The “dog-beating storm” was ignited this week by newspaper reports from south-western Yunnan province, where 54,429 dogs – 99 per cent of the Mouding county canine population – were destroyed after three local people died of rabies.
To track down hidden dogs, officials set off firecrackers and banged pots during the night, then followed the sound of barking.
[b]But human howls of complaint have proved harder to silence. Internet discussion boards have hummed with outrage and protest has even spilled into state newspapers usually reluctant to criticise government actions directly.
Indiscriminate slaughter was an uncivilised way to respond to rabies, wrote contributor Lin Weiping in the official Beijing Youth Daily.
“This is a classic case of lazy government,” Mr Lin wrote. “When local authorities set such an example of barbarity and govern so lazily, what happiness will the common people have to speak of?” [/b]
The killings have extra resonance in what is China’s Year of the Dog. The reaction has highlighted changing attitudes since the animal’s last appearance in the zodiacal cycle 12 years ago.

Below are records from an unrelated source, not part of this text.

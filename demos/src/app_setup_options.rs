use std::path::{Path, PathBuf};

use bevy::prelude::*;
use bevy_telekinesis::prelude::*;
use bevy_telekinesis::TkConfigError;
use clap::{Parser, ValueEnum};
use serde::{Deserialize, Serialize};

#[derive(Resource, Debug, Parser, Clone)]
pub struct AppSetupConfiguration {
    #[arg(long = "schedule", default_value_t = ScheduleToUse::FixedUpdate)]
    pub schedule_to_use: ScheduleToUse,
    /// A RON file with `locomotion`, `telekinesis` and `anchor` sections. Missing sections and
    /// fields keep their defaults.
    #[arg(long = "config")]
    pub config_path: Option<PathBuf>,
}

impl AppSetupConfiguration {
    pub fn from_environment() -> Self {
        Self::parse()
    }

    /// Load the tuning from `--config`, falling back to the defaults (with an error in the log)
    /// if it cannot be used.
    pub fn load_tuning(&self) -> DemoTuning {
        let Some(path) = self.config_path.as_ref() else {
            return DemoTuning::default();
        };
        match DemoTuning::load(path) {
            Ok(tuning) => {
                info!("Loaded tuning from {}", path.display());
                tuning
            }
            Err(err) => {
                error!("{err} - using the default tuning");
                DemoTuning::default()
            }
        }
    }
}

#[derive(Debug, Clone, PartialEq, ValueEnum)]
pub enum ScheduleToUse {
    Update,
    FixedUpdate,
}

impl std::fmt::Display for ScheduleToUse {
    fn fmt(&self, f: &mut std::fmt::Formatter<'_>) -> std::fmt::Result {
        f.write_str(match self {
            Self::Update => "update",
            Self::FixedUpdate => "fixed-update",
        })
    }
}

#[derive(Resource, Debug, Clone, Default, Serialize, Deserialize)]
#[serde(default)]
pub struct DemoTuning {
    pub locomotion: TkLocomotionConfig,
    pub telekinesis: TkTelekinesisConfig,
    pub anchor: TkAnchorConfig,
}

#[derive(thiserror::Error, Debug)]
pub enum TuningLoadError {
    #[error("cannot read {}: {source}", path.display())]
    Read {
        path: PathBuf,
        source: std::io::Error,
    },
    #[error("cannot parse {}: {source}", path.display())]
    Parse {
        path: PathBuf,
        source: ron::error::SpannedError,
    },
    #[error("invalid tuning in {}: {source}", path.display())]
    Invalid {
        path: PathBuf,
        source: TkConfigError,
    },
}

impl DemoTuning {
    pub fn load(path: &Path) -> Result<Self, TuningLoadError> {
        let text = std::fs::read_to_string(path).map_err(|source| TuningLoadError::Read {
            path: path.to_owned(),
            source,
        })?;
        let tuning: Self = ron::from_str(&text).map_err(|source| TuningLoadError::Parse {
            path: path.to_owned(),
            source,
        })?;
        tuning.validate().map_err(|source| TuningLoadError::Invalid {
            path: path.to_owned(),
            source,
        })?;
        Ok(tuning)
    }

    pub fn validate(&self) -> Result<(), TkConfigError> {
        self.locomotion.validate()?;
        self.telekinesis.validate()?;
        self.anchor.validate()
    }
}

In 1994, dog-beating squads were common even in big cities and the People’s Daily, mouthpiece of the ruling Communist party, was demanding an end to the newly popular but “uncivilised and unhealthy” practice of keeping dogs as pets.
Beaters in Yunnan province alone killed 10m dogs in the three years to 1991, state media reported then, with no hint of protest. China’s urban middle classes have since become hugely enthusiastic pet owners and are increasingly open to ideas of animal rights and restrained government.
Still, the scale of the current debate – fuelled on Thursday by plans for another slaughter in eastern Shandong province – also reflects unusual tolerance by government censors, usually quick to shut down media criticism of authorities.
Not all the comment has been critical. Many columnists and internet users have said human interests should trump those of animals.
And there has been little discussion of the canine role in Chinese cuisine.
Dogs’ culinary potential has been a comfort to some victims of the Mouding county cull. A local news-paper quoted one resident as saying he hanged his two dogs on government orders, but then checked them for signs of rabies. “Inspection showed they were very healthy, so he invited some good friends over to eat dog meat,” it said. [/quote]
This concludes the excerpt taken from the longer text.